- **INPUT DATA**:
————————
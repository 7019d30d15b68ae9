//! # Shared Directories
//!
//! Process-wide views of who is online, shared by every connection task.
//!
//! ## Components
//! - **OnlineRegistry**: logged-in identities; check-and-insert is one critical section
//! - **BroadcastDirectory**: connection handles grouped by alliance
//!
//! Broadcasts snapshot their recipients under the read lock and release it
//! before any network write, so a slow peer never blocks joins or removals.

use std::collections::HashMap;
use std::sync::{Arc, Mutex, RwLock};

use tracing::{debug, warn};

use crate::core::types::LogicLong;
use crate::error::{constants, ProtocolError, Result};
use crate::protocol::message::ServerMessage;
use crate::transport::session::{ConnectionHandle, ConnectionId};

/// Identity a client claims when it logs in.
#[derive(Debug, Clone, PartialEq, Eq)]
pub struct OnlineIdentity {
    pub id: LogicLong,
    pub token: String,
}

impl OnlineIdentity {
    pub fn new(id: LogicLong, token: impl Into<String>) -> Self {
        Self {
            id,
            token: token.into(),
        }
    }

    /// Same token, or same non-zero id pair. Blank fields never match.
    pub fn collides_with(&self, other: &OnlineIdentity) -> bool {
        let same_token = !self.token.is_empty() && self.token == other.token;
        let same_id = self.id != LogicLong::default() && self.id == other.id;
        same_token || same_id
    }
}

/// Identities currently logged in, one per connection.
#[derive(Debug, Default)]
pub struct OnlineRegistry {
    entries: Mutex<HashMap<ConnectionId, OnlineIdentity>>,
}

impl OnlineRegistry {
    pub fn new() -> Self {
        Self::default()
    }

    /// Register `identity` for `conn` unless it collides with one already online.
    pub fn try_register(&self, conn: ConnectionId, identity: OnlineIdentity) -> Result<()> {
        let mut entries = self
            .entries
            .lock()
            .map_err(|_| ProtocolError::Custom(constants::ERR_ONLINE_REGISTRY_LOCK.to_string()))?;

        if entries
            .iter()
            .any(|(other, existing)| *other != conn && existing.collides_with(&identity))
        {
            return Err(ProtocolError::AlreadyOnline);
        }

        entries.insert(conn, identity);
        Ok(())
    }

    pub fn remove(&self, conn: ConnectionId) -> Option<OnlineIdentity> {
        match self.entries.lock() {
            Ok(mut entries) => entries.remove(&conn),
            Err(_) => {
                warn!(conn_id = conn, "{}", constants::ERR_ONLINE_REGISTRY_LOCK);
                None
            }
        }
    }

    pub fn is_online(&self, id: LogicLong) -> bool {
        self.entries
            .lock()
            .map(|entries| entries.values().any(|identity| identity.id == id))
            .unwrap_or(false)
    }

    pub fn len(&self) -> usize {
        self.entries.lock().map(|entries| entries.len()).unwrap_or(0)
    }

    pub fn is_empty(&self) -> bool {
        self.len() == 0
    }
}

#[derive(Debug, Default)]
struct DirectoryTable {
    clients: HashMap<ConnectionId, ConnectionHandle>,
    group_of: HashMap<ConnectionId, LogicLong>,
    groups: HashMap<LogicLong, HashMap<ConnectionId, ConnectionHandle>>,
}

impl DirectoryTable {
    fn leave_group(&mut self, conn: ConnectionId) {
        if let Some(group) = self.group_of.remove(&conn) {
            if let Some(members) = self.groups.get_mut(&group) {
                members.remove(&conn);
                if members.is_empty() {
                    self.groups.remove(&group);
                }
            }
        }
    }

    fn join_group(&mut self, handle: ConnectionHandle, group: LogicLong) {
        self.group_of.insert(handle.id(), group);
        self.groups
            .entry(group)
            .or_default()
            .insert(handle.id(), handle);
    }
}

/// Online connections and the alliance group each belongs to.
#[derive(Debug, Default)]
pub struct BroadcastDirectory {
    inner: RwLock<DirectoryTable>,
}

impl BroadcastDirectory {
    pub fn new() -> Self {
        Self::default()
    }

    pub fn add(&self, handle: ConnectionHandle, group: Option<LogicLong>) -> Result<()> {
        let mut table = self
            .inner
            .write()
            .map_err(|_| ProtocolError::Custom(constants::ERR_DIRECTORY_WRITE_LOCK.to_string()))?;

        let conn = handle.id();
        table.leave_group(conn);
        if let Some(group) = group {
            table.join_group(handle.clone(), group);
        }
        table.clients.insert(conn, handle);
        debug!(conn_id = conn, ?group, "added to broadcast directory");
        Ok(())
    }

    /// Move a connection between groups; `None` leaves every group.
    pub fn update_group(&self, conn: ConnectionId, group: Option<LogicLong>) -> Result<()> {
        let mut table = self
            .inner
            .write()
            .map_err(|_| ProtocolError::Custom(constants::ERR_DIRECTORY_WRITE_LOCK.to_string()))?;

        let Some(handle) = table.clients.get(&conn).cloned() else {
            return Ok(());
        };
        table.leave_group(conn);
        if let Some(group) = group {
            table.join_group(handle, group);
        }
        Ok(())
    }

    /// Remove a connection from every view. Returns whether it was present.
    pub fn remove(&self, conn: ConnectionId) -> bool {
        let Ok(mut table) = self.inner.write() else {
            warn!(conn_id = conn, "{}", constants::ERR_DIRECTORY_WRITE_LOCK);
            return false;
        };
        table.leave_group(conn);
        table.clients.remove(&conn).is_some()
    }

    /// Snapshot of a group's handles.
    pub fn recipients(&self, group: LogicLong) -> Result<Vec<ConnectionHandle>> {
        let table = self
            .inner
            .read()
            .map_err(|_| ProtocolError::Custom(constants::ERR_DIRECTORY_READ_LOCK.to_string()))?;

        Ok(table
            .groups
            .get(&group)
            .map(|members| members.values().cloned().collect())
            .unwrap_or_default())
    }

    pub fn contains(&self, conn: ConnectionId) -> bool {
        self.inner
            .read()
            .map(|table| table.clients.contains_key(&conn))
            .unwrap_or(false)
    }

    pub fn online_count(&self) -> usize {
        self.inner.read().map(|table| table.clients.len()).unwrap_or(0)
    }

    /// Send `message` to every member of `group`. Returns how many sends succeeded.
    pub async fn broadcast(&self, group: LogicLong, message: &dyn ServerMessage) -> Result<usize> {
        let recipients = self.recipients(group)?;
        let payload = message.to_payload();

        let mut delivered = 0;
        for handle in recipients {
            match handle
                .send_frame(message.id(), message.version(), &payload)
                .await
            {
                Ok(()) => delivered += 1,
                Err(e) => {
                    debug!(conn_id = handle.id(), error = %e, "broadcast recipient unreachable");
                }
            }
        }

        debug!(packet_id = message.id(), delivered, "broadcast complete");
        Ok(delivered)
    }
}

/// Both directories, shared by reference count.
#[derive(Debug, Clone, Default)]
pub struct SharedDirectories {
    pub online: Arc<OnlineRegistry>,
    pub broadcast: Arc<BroadcastDirectory>,
}

impl SharedDirectories {
    pub fn new() -> Self {
        Self::default()
    }

    /// Drop every trace of `conn`, registry first.
    pub fn remove_connection(&self, conn: ConnectionId) {
        self.online.remove(conn);
        self.broadcast.remove(conn);
    }
}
————————
- **ASSIGNMENT**:
Take from the material every line that holds "usize".

- **ANSWER FOR THE TASK**:
    pub fn len(&self) -> usize {
    pub fn online_count(&self) -> usize {
    pub async fn broadcast(&self, group: LogicLong, message: &dyn ServerMessage) -> Result<usize> {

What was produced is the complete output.